Einblicke in die Sommerausgabe 2020

Sommerausgabe 2020

Titelbild: „Blick aus dem Fenster“, Schülerarbeit (Klasse 9) aus der Zeit des Lockdown

Inhalt
Vorwort
Jahreszeitenbrief
Die kurze Nachricht
Tafelbilder
Geographie-Epoche Klasse 11
Veranstaltungsreihe Netzwerk „Gesund aufwachsen“
Landwirtschaftspraktikum Klasse 9
WIR – Waldorf in Resonanz

Leseproben

  • Elternsprechstunde – Was braucht das kleine Kind?

    Was braucht das kleine Kind und wie können wir es in seiner Entwicklung unterstützen?

    Immer wieder stellen sich Eltern und Pädagogen eine Frage: „Was braucht das kleine Kind?“ Wie können wir eine Umgebung schaffen, in der sich unsere Kinder gesund und individuell in Ihrer Gesamtheit entwickeln können? Wie können wir einen Raum schaffen, in dem sie ihre Lebensziele entwickeln können?

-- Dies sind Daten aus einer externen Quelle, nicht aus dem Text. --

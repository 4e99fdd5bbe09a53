//! mongo-statsd-exporter
//!
//! Polls MongoDB `serverStatus` every interval and forwards connection,
//! opcounter, memory, global lock and extra-info figures to StatsD as gauges.
//! Stops cleanly on SIGINT / SIGTERM / SIGQUIT.

use std::process::ExitCode;

use clap::Parser;
use tracing_subscriber::{fmt, EnvFilter};

use mongo_statsd_exporter::{app, config};

#[tokio::main]
async fn main() -> ExitCode {
    let cli = config::Cli::parse();

    // resolved before tracing so a config-file `debug: true` applies
    let cfg = config::resolve(&cli);
    let debug = cfg.as_ref().map(|c| c.debug).unwrap_or(cli.debug);
    init_tracing(debug);

    let cfg = match cfg {
        Ok(cfg) => cfg,
        Err(e) => {
            tracing::error!(kind = e.kind().as_str(), error = %e, "invalid configuration");
            return ExitCode::FAILURE;
        }
    };

    match app::run(cfg).await {
        Ok(_) => ExitCode::SUCCESS,
        Err(e) => {
            tracing::error!(kind = e.kind().as_str(), error = %e, "exporter failed");
            ExitCode::FAILURE
        }
    }
}

fn init_tracing(debug: bool) {
    let default = if debug { "debug" } else { "info" };
    let filter = EnvFilter::try_from_default_env().unwrap_or_else(|_| EnvFilter::new(default));
    fmt().with_env_filter(filter).init();
}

    Die Haltung des Erwachsenen

    Ein Blick, ein Lächeln der engsten Bezugsperson vermitteln dem Kind, dass es willkommen, geliebt und sicher ist und in seinem Dasein wahrgenommen wird. Diese Sicherheit benötigt das Kind sich in Ruhe entwickeln zu können. Das Kind kommt mit dem Bewusstsein auf die Welt, dass alles gut ist. Dies vermittelt ihm ein Urvetrauen. Diese liebevollen Gesten unterstützen das Kind in seinem Ankommen in der Welt. Das kleine Kind benötigt den Erwachsenen als Vorbild um ihm nachahmen zu können. Es braucht einen innerlich aufrechten Menschen, an dem es sich aufrichten kann. Der Erwachsenen sollte stets Vorbild im Denken, Fühlen und Wollen sein. Dem Erwachsenen sollte seine Vorbildwirkung bewusst sein und er sollte seinen eigenen Blick nach innen wenden und sich stets in seinem Tun reflektieren.

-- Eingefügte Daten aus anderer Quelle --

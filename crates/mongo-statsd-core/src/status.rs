//! Typed view of the `serverStatus` document.
//!
//! Only the sections the mapper reads (plus a few identity fields used for
//! logging) are modelled; every other key in the document is ignored.
//!
//! Numeric decoding is lenient: the server reports some counters as int32,
//! some as int64 and, depending on version and storage engine, a few as
//! doubles. All of them land in `i64` (doubles truncate toward zero). Missing
//! keys and missing sections decode as zero so that a snapshot from a
//! WiredTiger server (no `mem.mapped`) or a platform without
//! `extra_info.heap_usage_bytes` still maps to the full gauge list.

use std::fmt;

use serde::de::{self, Deserializer, Visitor};
use serde::Deserialize;

/// One decoded `serverStatus` document. Fetched per tick, consumed by the
/// mapper, then dropped.
#[derive(Debug, Clone, Default, PartialEq, Deserialize)]
#[serde(default)]
pub struct StatusSnapshot {
    pub host: String,
    pub version: String,
    pub process: String,
    #[serde(deserialize_with = "de_i64")]
    pub pid: i64,
    #[serde(deserialize_with = "de_i64")]
    pub uptime: i64,
    #[serde(rename = "uptimeMillis", deserialize_with = "de_i64")]
    pub uptime_millis: i64,
    #[serde(rename = "uptimeEstimate", deserialize_with = "de_i64")]
    pub uptime_estimate: i64,

    pub connections: Connections,
    pub extra_info: ExtraInfo,
    pub mem: Mem,
    #[serde(rename = "globalLock")]
    pub global_lock: GlobalLock,
    pub opcounters: Opcounters,
    /// Replica-set opcounters. Decoded but never emitted as gauges.
    #[serde(rename = "opcountersRepl")]
    pub opcounters_repl: Opcounters,
}

#[derive(Debug, Clone, Copy, Default, PartialEq, Eq, Deserialize)]
#[serde(default, rename_all = "camelCase")]
pub struct Connections {
    #[serde(deserialize_with = "de_i64")]
    pub current: i64,
    #[serde(deserialize_with = "de_i64")]
    pub available: i64,
    #[serde(deserialize_with = "de_i64")]
    pub total_created: i64,
}

/// Memory figures as reported by the server (megabytes).
#[derive(Debug, Clone, Copy, Default, PartialEq, Eq, Deserialize)]
#[serde(default, rename_all = "camelCase")]
pub struct Mem {
    #[serde(deserialize_with = "de_i64")]
    pub resident: i64,
    #[serde(deserialize_with = "de_i64")]
    pub r#virtual: i64,
    #[serde(deserialize_with = "de_i64")]
    pub mapped: i64,
    #[serde(deserialize_with = "de_i64")]
    pub mapped_with_journal: i64,
}

/// Reader/writer/total triple used by both lock queues and active clients.
#[derive(Debug, Clone, Copy, Default, PartialEq, Eq, Deserialize)]
#[serde(default)]
pub struct ReadersWriters {
    #[serde(deserialize_with = "de_i64")]
    pub readers: i64,
    #[serde(deserialize_with = "de_i64")]
    pub writers: i64,
    #[serde(deserialize_with = "de_i64")]
    pub total: i64,
}

#[derive(Debug, Clone, Copy, Default, PartialEq, Eq, Deserialize)]
#[serde(default, rename_all = "camelCase")]
pub struct GlobalLock {
    #[serde(deserialize_with = "de_i64")]
    pub total_time: i64,
    #[serde(deserialize_with = "de_i64")]
    pub lock_time: i64,
    pub current_queue: ReadersWriters,
    pub active_clients: ReadersWriters,
}

#[derive(Debug, Clone, Copy, Default, PartialEq, Eq, Deserialize)]
#[serde(default)]
pub struct Opcounters {
    #[serde(deserialize_with = "de_i64")]
    pub insert: i64,
    #[serde(deserialize_with = "de_i64")]
    pub query: i64,
    #[serde(deserialize_with = "de_i64")]
    pub update: i64,
    #[serde(deserialize_with = "de_i64")]
    pub delete: i64,
    #[serde(deserialize_with = "de_i64")]
    pub getmore: i64,
    #[serde(deserialize_with = "de_i64")]
    pub command: i64,
}

#[derive(Debug, Clone, Copy, Default, PartialEq, Eq, Deserialize)]
#[serde(default)]
pub struct ExtraInfo {
    #[serde(deserialize_with = "de_i64")]
    pub page_faults: i64,
    #[serde(deserialize_with = "de_i64")]
    pub heap_usage_bytes: i64,
}

fn de_i64<'de, D>(deserializer: D) -> std::result::Result<i64, D::Error>
where
    D: Deserializer<'de>,
{
    deserializer.deserialize_any(LenientI64)
}

struct LenientI64;

impl<'de> Visitor<'de> for LenientI64 {
    type Value = i64;

    fn expecting(&self, f: &mut fmt::Formatter) -> fmt::Result {
        f.write_str("an integer or floating point number")
    }

    fn visit_i64<E: de::Error>(self, v: i64) -> std::result::Result<i64, E> {
        Ok(v)
    }

    fn visit_u64<E: de::Error>(self, v: u64) -> std::result::Result<i64, E> {
        i64::try_from(v).map_err(|_| E::custom(format!("counter {v} overflows i64")))
    }

    fn visit_f64<E: de::Error>(self, v: f64) -> std::result::Result<i64, E> {
        if !v.is_finite() {
            return Err(E::custom(format!("counter {v} is not finite")));
        }
        Ok(v.trunc() as i64)
    }

    // explicit null
    fn visit_unit<E: de::Error>(self) -> std::result::Result<i64, E> {
        Ok(0)
    }

    fn visit_none<E: de::Error>(self) -> std::result::Result<i64, E> {
        Ok(0)
    }
}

    Das kleine Kind braucht anfangs die Pflege, den sprachlichen, liebevollen Kontakt. Die intensive, vertrauensvolle Bindung zu einem Menschen. Die Bedürfnisse sind ganz auf den Körper gerichtet. Je weiter sich das Kind entwickelt, umso mehr Freiheit erlangt es, Dinge selbst zu tun. Eine sichere Bindung zu einem Erwachsenen ist die Voraussetzung für das Kind, später selbständig aktiv zu werden.

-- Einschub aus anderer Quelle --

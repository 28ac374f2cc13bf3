//! Process-wide trait and type-composition registry.
//!
//! Populated during startup, then sealed and read-mostly afterward. The
//! intended discipline is two-phase: register every trait first, then every
//! composition (so module load order cannot break resolution), then call
//! [`TraitRegistry::seal`]. Sealing eagerly composes every declared type, so
//! configuration errors are fatal at startup and never surface at request
//! time.
//!
//! Registration takes the write lock; steady-state reads after sealing take
//! the read lock only and never contend with writers.

use std::sync::Arc;

use hashbrown::HashMap;
use parking_lot::RwLock;
use tracing::{debug, warn};

use crate::schema::{compose, EntityKind, TraitDefinition, TypeDescriptor};
use crate::schema::compose::resolve;
use crate::{Error, Result};

/// A declared type: its name, kind, and ordered trait list.
///
/// The order is caller-supplied and authoritative; later entries are more
/// specific and layer on top of earlier ones.
#[derive(Debug, Clone, PartialEq, Eq)]
pub struct TypeComposition {
    pub type_name: String,
    pub kind: EntityKind,
    pub trait_names: Vec<String>,
}

/// The process-wide table of trait definitions and declared compositions,
/// plus the cache of composed descriptors.
pub struct TraitRegistry {
    inner: RwLock<Inner>,
}

struct Inner {
    traits: HashMap<String, Arc<TraitDefinition>>,
    compositions: HashMap<String, TypeComposition>,
    cache: HashMap<String, Arc<TypeDescriptor>>,
    sealed: bool,
}

impl Default for TraitRegistry {
    fn default() -> Self {
        Self::new()
    }
}

impl TraitRegistry {
    pub fn new() -> Self {
        Self {
            inner: RwLock::new(Inner {
                traits: HashMap::new(),
                compositions: HashMap::new(),
                cache: HashMap::new(),
                sealed: false,
            }),
        }
    }

    // ========================================================================
    // Registration (startup phase)
    // ========================================================================

    /// Register a trait definition under its name.
    ///
    /// Re-registration is never silently accepted, even with identical
    /// content — modules must be idempotent on their side.
    pub fn register_trait(&self, def: TraitDefinition) -> Result<()> {
        let mut inner = self.inner.write();
        if inner.sealed {
            return Err(Error::RegistrySealed);
        }
        let name = def.name().to_string();
        if inner.traits.contains_key(&name) {
            return Err(Error::DuplicateTrait(name));
        }
        debug!(trait_name = %name, "registered trait");
        inner.traits.insert(name, Arc::new(def));
        Ok(())
    }

    /// Declare a node type as an ordered list of trait names.
    pub fn register_node_type<S: AsRef<str>>(&self, name: &str, traits: &[S]) -> Result<()> {
        self.register_composition(name, EntityKind::Node, traits)
    }

    /// Declare a relationship type as an ordered list of trait names.
    pub fn register_relationship_type<S: AsRef<str>>(&self, name: &str, traits: &[S]) -> Result<()> {
        self.register_composition(name, EntityKind::Relationship, traits)
    }

    fn register_composition<S: AsRef<str>>(
        &self,
        name: &str,
        kind: EntityKind,
        traits: &[S],
    ) -> Result<()> {
        let mut inner = self.inner.write();
        if inner.sealed {
            return Err(Error::RegistrySealed);
        }
        if inner.compositions.contains_key(name) {
            return Err(Error::DuplicateType(name.to_string()));
        }

        let trait_names: Vec<String> = traits.iter().map(|s| s.as_ref().to_string()).collect();
        for (i, t) in trait_names.iter().enumerate() {
            if !inner.traits.contains_key(t) {
                return Err(Error::UnknownTrait {
                    trait_name: t.clone(),
                    type_name: name.to_string(),
                });
            }
            if trait_names[..i].contains(t) {
                return Err(Error::DuplicateTraitInComposition {
                    trait_name: t.clone(),
                    type_name: name.to_string(),
                });
            }
        }

        debug!(type_name = name, kind = kind.label(), ?trait_names, "registered type");
        inner.compositions.insert(
            name.to_string(),
            TypeComposition { type_name: name.to_string(), kind, trait_names },
        );
        Ok(())
    }

    /// Seal the registry: eagerly compose every declared type, then refuse
    /// all further registration. Idempotent — sealing twice is a no-op.
    pub fn seal(&self) -> Result<()> {
        let mut inner = self.inner.write();
        if inner.sealed {
            return Ok(());
        }

        let pending: Vec<TypeComposition> = inner
            .compositions
            .values()
            .filter(|c| !inner.cache.contains_key(&c.type_name))
            .cloned()
            .collect();
        for comp in pending {
            let defs = resolve(&comp.type_name, &comp.trait_names, &inner.traits)?;
            let descriptor = compose(&comp.type_name, comp.kind, &defs);
            inner.cache.insert(comp.type_name.clone(), Arc::new(descriptor));
        }

        inner.sealed = true;
        debug!(types = inner.cache.len(), "registry sealed");
        Ok(())
    }

    pub fn is_sealed(&self) -> bool {
        self.inner.read().sealed
    }

    // ========================================================================
    // Lookup (steady-state phase)
    // ========================================================================

    /// The composed descriptor for a declared type.
    ///
    /// After sealing every descriptor is cached, so this is a read-lock
    /// lookup. Before sealing the descriptor is composed lazily on first
    /// access.
    pub fn get(&self, type_name: &str) -> Result<Arc<TypeDescriptor>> {
        {
            let inner = self.inner.read();
            if let Some(descriptor) = inner.cache.get(type_name) {
                return Ok(descriptor.clone());
            }
            if !inner.compositions.contains_key(type_name) {
                return Err(Error::UnknownType(type_name.to_string()));
            }
        }

        // Lazy path: compose under the write lock so a half-built descriptor
        // is never visible. Re-check the cache after reacquiring.
        let mut inner = self.inner.write();
        if let Some(descriptor) = inner.cache.get(type_name) {
            return Ok(descriptor.clone());
        }
        let comp = inner
            .compositions
            .get(type_name)
            .ok_or_else(|| Error::UnknownType(type_name.to_string()))?
            .clone();
        let defs = resolve(&comp.type_name, &comp.trait_names, &inner.traits)?;
        let descriptor = Arc::new(compose(&comp.type_name, comp.kind, &defs));
        inner.cache.insert(comp.type_name, descriptor.clone());
        Ok(descriptor)
    }

    /// Whether a trait name is registered.
    pub fn has_trait(&self, name: &str) -> bool {
        self.inner.read().traits.contains_key(name)
    }

    /// Whether a type name is declared.
    pub fn has_type(&self, name: &str) -> bool {
        self.inner.read().compositions.contains_key(name)
    }

    /// All declared type names (unordered).
    pub fn type_names(&self) -> Vec<String> {
        self.inner.read().compositions.keys().cloned().collect()
    }

    /// The declared composition for a type, if any.
    pub fn composition(&self, type_name: &str) -> Option<TypeComposition> {
        self.inner.read().compositions.get(type_name).cloned()
    }

    // ========================================================================
    // Invalidation (explicit recomposition path)
    // ========================================================================

    /// Drop one cached descriptor so the next `get` recomposes it. Refused
    /// while sealed: reopen with [`unseal_for_reload`](Self::unseal_for_reload)
    /// first.
    pub fn invalidate(&self, type_name: &str) -> Result<()> {
        let mut inner = self.inner.write();
        if inner.sealed {
            return Err(Error::RegistrySealed);
        }
        inner.cache.remove(type_name);
        Ok(())
    }

    /// Drop every cached descriptor. Refused while sealed.
    pub fn invalidate_all(&self) -> Result<()> {
        let mut inner = self.inner.write();
        if inner.sealed {
            return Err(Error::RegistrySealed);
        }
        inner.cache.clear();
        Ok(())
    }

    /// Reopen a sealed registry for schema reload. Clears the descriptor
    /// cache; callers must re-seal before serving steady-state traffic.
    pub fn unseal_for_reload(&self) {
        let mut inner = self.inner.write();
        if !inner.sealed {
            return;
        }
        warn!("registry unsealed for schema reload; descriptor cache cleared");
        inner.sealed = false;
        inner.cache.clear();
    }
}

    In den ersten drei Lebensjahren sind es drei große Entwicklungsschritte, die die Kinder vollziehen. Sie beginnen im ersten Lebensjahr zu gehen, zu sprechen im zweiten und zu denken im dritten Lebensjahr. Laut Rudolf Steiner braucht das Kind um Gehen zu lernen, eine von Liebe und Freiheit geprägte Atmosphäre. Beim Sprechenlernen, ist es die Wahrhaftigkeit in der Sprache und beim Denkenlernen, die Klarheit im Denken der Erwachsenen. Dies zeigt uns erneut, wie wichtig die Haltung des Erwachsenen gegenüber dem kleinen Kind ist.

    Pflege

    Wenn wir uns die Pflege genauer anschauen, geschieht dabei so viel an Bindungs- und Beziehungsarbeit. Aus der reinen Pflegetätigkeit wird Nähe und sich wohlfühlen. Durch das sprachlich begleitete Tun entsteht Kommunikation. So gesehen, die erste Sprachförderung. Nicht zu viel, denn das Kind möchte die Welt erfahren, sie nicht erklärt bekommen. Die Tätigkeit am Kind sprachlich zu begleiten, in einer positiven Haltung zum Kind, ist eine wundervolle Art mit dem Kind in Kontakt zu treten. Hier lauschen Kinder der ruhigen Sprache und beginnen sie zu erkennen. Wenn während der Pflege ein sprachlicher Austausch bzw. ein begleitendes Sprechen stattfindet, hilft es dem Kind nicht nur im körperlichen Bereich sich zu beteiligen, sondern es sind wichtige soziale Kontakte. Wir sehen aber auch, es sind drei wesentliche Aspekte von Kommunikation gegeben, nämlich die Berührung, die Sprache und der Blick.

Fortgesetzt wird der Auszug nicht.